Ensemble methods, introduced in XLMiner V2015, are powerful techniques that are capable of producing strong classification tree models. XLMiner V2015 now features three of the most robust ensemble methods available in data mining: Boosting, Bagging, and Random Trees. The sections below introduce each technique and when their selection would be most appropriate. Before we discuss these methods, however, it may be useful to have a look at classification trees, pruning, and how these concepts relate to the use of ensemble methods.


Classification Trees

Classification tree algorithms use binary recursive partitioning to progressively split data branches into partitions with the aim to classify or predict outcomes. This process enables the generation of rules that can be easily understood and translated into SQL or a natural query language.
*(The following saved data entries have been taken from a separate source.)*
impl ReceiveEngine {
    pub fn new(
        room_id: impl Into<String>,
        store: Arc<dyn ChunkStore>,
        logger: Arc<dyn TransferLogger>,
    ) -> Self {
        Self {
            room_id: room_id.into(),
            store,
            logger,
            current: None,
        }
    }

    pub fn handle_frame(&mut self, channel: &dyn DataChannel, frame: Frame) -> Result<()> {
        match frame {
            Frame::Chunk(data) => self.on_binary_frame(channel, data),
            Frame::Control(ControlFrame::Meta {
                name,
                path,
                size,
                mime_type,
                total_chunks,
            }) => self.on_meta(
                channel,
                FileMeta {
                    name,
                    path,
                    size,
                    mime_type,
                    total_chunks,
                },
            ),
            Frame::Control(ControlFrame::Done) => self.on_done(),
            Frame::Control(ControlFrame::Cancel) => self.on_cancel(),
            Frame::Control(other) => Err(TransferError::UnexpectedFrame {
                frame: other.kind(),
                reason: "not valid for the receiving side".into(),
            }),
        }
    }

    /// Start or resume a transfer. A resumable record for the same
    /// `(room, name, size)` continues at its first missing chunk.
    pub fn on_meta(&mut self, channel: &dyn DataChannel, meta: FileMeta) -> Result<()> {
        if meta.total_chunks != protocol::total_chunks(meta.size) {
            return Err(TransferError::UnexpectedFrame {
                frame: "meta",
                reason: format!(
                    "{} chunks declared for {} bytes",
                    meta.total_chunks, meta.size
                ),
            });
        }

        if let Some(prev) = self.current.as_ref() {
            if prev.is_live() && !prev.is_same_file(&meta) {
                self.park_current()?;
            }
        }

        let resumable = self
            .store
            .find_resumable(&self.room_id, &meta.name, meta.size)
            .map_err(TransferError::Storage)?;

        let inbound = match resumable {
            Some(mut record) => {
                // Trust the chunk table, not the recorded counter.
                let next = self
                    .store
                    .highest_contiguous_index(&record.transfer_id)
                    .map_err(TransferError::Storage)?
                    .map_or(0, |h| h + 1)
                    .min(record.total_chunks);
                self.store
                    .update_progress(&record.transfer_id, next, TransferStatus::Receiving)
                    .map_err(TransferError::Storage)?;
                record.chunks_persisted = next;
                record.status = TransferStatus::Receiving;
                Inbound {
                    record,
                    discard_next: next > 0,
                    session_started: Instant::now(),
                    session_bytes: 0,
                }
            }
            None => {
                let record = TransferRecord {
                    transfer_id: new_transfer_id(&self.room_id),
                    room_id: self.room_id.clone(),
                    name: meta.name,
                    relative_path: meta.path,
                    size_bytes: meta.size,
                    mime_type: meta.mime_type,
                    total_chunks: meta.total_chunks,
                    chunks_persisted: 0,
                    status: TransferStatus::Receiving,
                    created_at: Utc::now(),
                };
                self.store
                    .put_metadata(&record)
                    .map_err(TransferError::Storage)?;
                Inbound {
                    record,
                    discard_next: false,
                    session_started: Instant::now(),
                    session_bytes: 0,
                }
            }
        };

        let record = &inbound.record;
        let resumed_at = record.chunks_persisted;
        log(
            &self.logger,
            &record.transfer_id,
            TransferEvent::Started {
                name: record.name.clone(),
                size: record.size_bytes,
                total_chunks: record.total_chunks,
                resumed_at,
            },
        );
        self.current = Some(inbound);

        if resumed_at > 0 {
            channel.send_frame(&ControlFrame::ResumeReq {
                from_chunk: resumed_at,
            })?;
        }
        Ok(())
    }

    /// Store the next chunk, record progress, then acknowledge it.
    pub fn on_binary_frame(&mut self, channel: &dyn DataChannel, data: Vec<u8>) -> Result<()> {
        let Some(inbound) = self.current.as_mut().filter(|c| c.is_live()) else {
            return Err(TransferError::NoActiveTransfer);
        };

        if inbound.discard_next {
            inbound.discard_next = false;
            log(
                &self.logger,
                &inbound.record.transfer_id,
                TransferEvent::FrameDiscarded { size: data.len() },
            );
            return Ok(());
        }

        let index = inbound.record.chunks_persisted;
        let total = inbound.record.total_chunks;
        if index >= total {
            self.fail_current(format!("chunk {} past end of {} chunks", index, total));
            return Err(TransferError::ChunkOverflow { index, total });
        }

        let expected = protocol::chunk_len(inbound.record.size_bytes, index);
        if data.len() != expected {
            let reason = format!("chunk {} is {} bytes, expected {}", index, data.len(), expected);
            self.fail_current(reason.clone());
            return Err(TransferError::UnexpectedFrame {
                frame: "chunk",
                reason,
            });
        }

        let transfer_id = inbound.record.transfer_id.clone();
        self.store
            .put_chunk(&transfer_id, index, &data)
            .map_err(TransferError::Storage)?;
        self.store
            .update_progress(&transfer_id, index + 1, TransferStatus::Receiving)
            .map_err(TransferError::Storage)?;

        inbound.record.chunks_persisted = index + 1;
        inbound.record.status = TransferStatus::Receiving;
        inbound.session_bytes += data.len() as u64;
        log(
            &self.logger,
            &transfer_id,
            TransferEvent::ChunkPersisted {
                index,
                size: data.len(),
            },
        );

        channel.send_frame(&ControlFrame::Ack { chunk: index })
    }

    /// Sender finished. Complete only if every chunk is stored.
    pub fn on_done(&mut self) -> Result<()> {
        let Some(inbound) = self.current.as_mut().filter(|c| c.is_live()) else {
            return Err(TransferError::NoActiveTransfer);
        };
        let record = &mut inbound.record;

        if record.chunks_persisted == record.total_chunks {
            self.store
                .update_progress(
                    &record.transfer_id,
                    record.total_chunks,
                    TransferStatus::Complete,
                )
                .map_err(TransferError::Storage)?;
            record.status = TransferStatus::Complete;
            log(
                &self.logger,
                &record.transfer_id,
                TransferEvent::Complete {
                    total_bytes: record.size_bytes,
                    chunks: record.total_chunks,
                    duration_ms: inbound.session_started.elapsed().as_millis() as u64,
                },
            );
            return Ok(());
        }

        let err = TransferError::IncompleteTransfer {
            transfer_id: record.transfer_id.clone(),
            persisted: record.chunks_persisted,
            total: record.total_chunks,
        };
        self.fail_current(err.to_string());
        Err(err)
    }

    /// Sender abandoned the transfer: drop everything stored for it.
    pub fn on_cancel(&mut self) -> Result<()> {
        self.discard_current(true)
    }

    /// Ask the sender to stop after its in-flight chunk.
    pub fn request_pause(&mut self, channel: &dyn DataChannel) -> Result<()> {
        let Some(inbound) = self.current.as_mut() else {
            return Err(TransferError::NoActiveTransfer);
        };
        if inbound.record.status != TransferStatus::Receiving {
            return Err(TransferError::InvalidState(format!(
                "cannot pause a {} transfer",
                inbound.record.status
            )));
        }

        channel.send_frame(&ControlFrame::PauseReq)?;
        self.store
            .update_progress(
                &inbound.record.transfer_id,
                inbound.record.chunks_persisted,
                TransferStatus::Paused,
            )
            .map_err(TransferError::Storage)?;
        inbound.record.status = TransferStatus::Paused;
        log(
            &self.logger,
            &inbound.record.transfer_id,
            TransferEvent::Paused {
                chunks: inbound.record.chunks_persisted,
            },
        );
        Ok(())
    }

    /// Abandon the current transfer from this side.
    pub fn cancel(&mut self, channel: &dyn DataChannel) -> Result<()> {
        if !self.has_active() {
            return Err(TransferError::NoActiveTransfer);
        }
        channel.send_frame(&ControlFrame::Cancel)?;
        self.discard_current(false)
    }

    /// Adopt the room's most recent in-progress transfer after a restart.
    pub fn rehydrate(&mut self) -> Result<Option<ReceiveSnapshot>> {
        if self.has_active() {
            return Ok(self.current());
        }

        let Some(mut record) = self
            .store
            .latest_in_progress(&self.room_id)
            .map_err(TransferError::Storage)?
        else {
            return Ok(None);
        };

        let next = self
            .store
            .highest_contiguous_index(&record.transfer_id)
            .map_err(TransferError::Storage)?
            .map_or(0, |h| h + 1)
            .min(record.total_chunks);
        if next != record.chunks_persisted {
            self.store
                .update_progress(&record.transfer_id, next, record.status)
                .map_err(TransferError::Storage)?;
            record.chunks_persisted = next;
        }

        self.current = Some(Inbound {
            record,
            discard_next: false,
            session_started: Instant::now(),
            session_bytes: 0,
        });
        Ok(self.current())
    }

    /// The channel dropped. Keep the transfer and its cursor for the
    /// sender's meta-less resume.
    pub fn on_channel_closed(&mut self) {
        if let Some(inbound) = self.current.as_mut() {
            inbound.discard_next = false;
        }
    }

    pub fn has_active(&self) -> bool {
        self.current.as_ref().is_some_and(Inbound::is_live)
    }

    pub fn current(&self) -> Option<ReceiveSnapshot> {
        self.current.as_ref().map(|inbound| {
            let r = &inbound.record;
            ReceiveSnapshot {
                transfer_id: r.transfer_id.clone(),
                name: r.name.clone(),
                relative_path: r.relative_path.clone(),
                size: r.size_bytes,
                mime_type: r.mime_type.clone(),
                status: r.status,
                total_chunks: r.total_chunks,
                chunks_persisted: r.chunks_persisted,
                progress: r.progress_percent(),
                bytes_received: protocol::bytes_through(r.size_bytes, r.chunks_persisted),
                started_at: r.created_at,
                session_bytes: inbound.session_bytes,
                session_elapsed: inbound.session_started.elapsed(),
            }
        })
    }

    /// Every transfer recorded for this room, oldest first.
    pub fn history(&self) -> Result<Vec<TransferRecord>> {
        self.store
            .list_by_room(&self.room_id)
            .map_err(TransferError::Storage)
    }

    fn park_current(&mut self) -> Result<()> {
        let Some(inbound) = self.current.take() else {
            return Ok(());
        };
        let record = &inbound.record;
        if let Err(e) = self.store.update_progress(
            &record.transfer_id,
            record.chunks_persisted,
            TransferStatus::Paused,
        ) {
            // Keep the slot so nothing is half-applied.
            self.current = Some(inbound);
            return Err(TransferError::Storage(e));
        }
        log(
            &self.logger,
            &record.transfer_id,
            TransferEvent::Paused {
                chunks: record.chunks_persisted,
            },
        );
        Ok(())
    }

    fn discard_current(&mut self, by_peer: bool) -> Result<()> {
        let Some(inbound) = self.current.as_ref().filter(|c| c.is_live()) else {
            return Err(TransferError::NoActiveTransfer);
        };
        let transfer_id = inbound.record.transfer_id.clone();
        self.store
            .delete_transfer(&transfer_id)
            .map_err(TransferError::Storage)?;
        self.current = None;
        log(&self.logger, &transfer_id, TransferEvent::Cancelled { by_peer });
        Ok(())
    }

    fn fail_current(&mut self, message: String) {
        let Some(inbound) = self.current.as_mut() else {
            return;
        };
        let record = &mut inbound.record;
        record.status = TransferStatus::Failed;
        if let Err(e) =
            self.store
                .update_progress(&record.transfer_id, record.chunks_persisted, TransferStatus::Failed)
        {
            tracing::warn!(transfer_id = %record.transfer_id, "Failed to persist failure: {:#}", e);
        }
        log(&self.logger, &record.transfer_id, TransferEvent::Error { message });
    }
}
The classification tree method uses labeling, recording, and the assignation of variables to discrete classes in order to provide confidence of an accurate classification.

Sample Decision Tree


Tree Pruning

In nature, pruning is the process of removing branches and leaves in order to promote the overall growth of a plant. The analogy to data mining classification trees is appropriate, as the pruning process likewise involves the performance improvement of decision trees by removing branches that do not accurately generalize the data. This needs to be done because the classification tree algorithm, by its nature, progressively splits data at the root node; consequently, the representative data populations decrease with each subsequent split. From an analysis standpoint, this results in highly-specific display patterns that cannot be accurately applied to larger populations. They are simply not relevant. The solution is to allow the classification tree to grow to its full size and then use pruning (using the validation data set) to remove branches that do not effectively contribute.


Ensemble Methods

In short, ensemble methods are used to create stronger (i.e., more accurate) classification tree models. This is done by combining weak classification tree models to create stronger versions. XLMiner offers three robust ensemble methods: Bagging, Boosting, and Random Trees. These methods differ in terms of how data is selected from the weak dataset, how the weak models are generated, and how the outputs are combined to form a stronger classification tree model. Specific ensemble methods may be more appropriate in certain situations based on the nature of the dataset (e.g., size, ability to parallelize). In addition to the trio of ensemble methods, XLMiner also features a simple classification tree algorithm (i.e., Single Tree) that can be used to find a model that classifies the data effectively. However, the Bagging, Boosting, and Random Trees methods are quite powerful options that could provide more meaningful data classifications.


How to Access Ensemble Methods in Excel

  1. Launch Excel.
  2. In the toolbar, click XLMINER PLATFORM.
  3. In the ribbon's Data Mining section, click Classify.
  4. In the drop-down menu, hover the mouse cursor over Classification Tree to reveal a sub-menu.
  5. Select Boosting, Bagging, Random Trees, or Single Tree as needed.

How to Access Ensemble Methods in Excel


Classification Tree Modeling Methods



Bagging (aka bootstrap aggregating) is a simple but powerful ensemble algorithm that facilitates the increased stability & accuracy of classification models. The Bagging process works by generating multiple training datasets via random sampling with replacement, applying the algorithm to each dataset, and then taking the majority vote amongst the models to determine data classifications. Bagging is a particularly popular method because it reduces variance, helps to prevent overfitting (i.e., forced applicability of random irrelevant data), and it can be easily parallelized for application to large datasets. 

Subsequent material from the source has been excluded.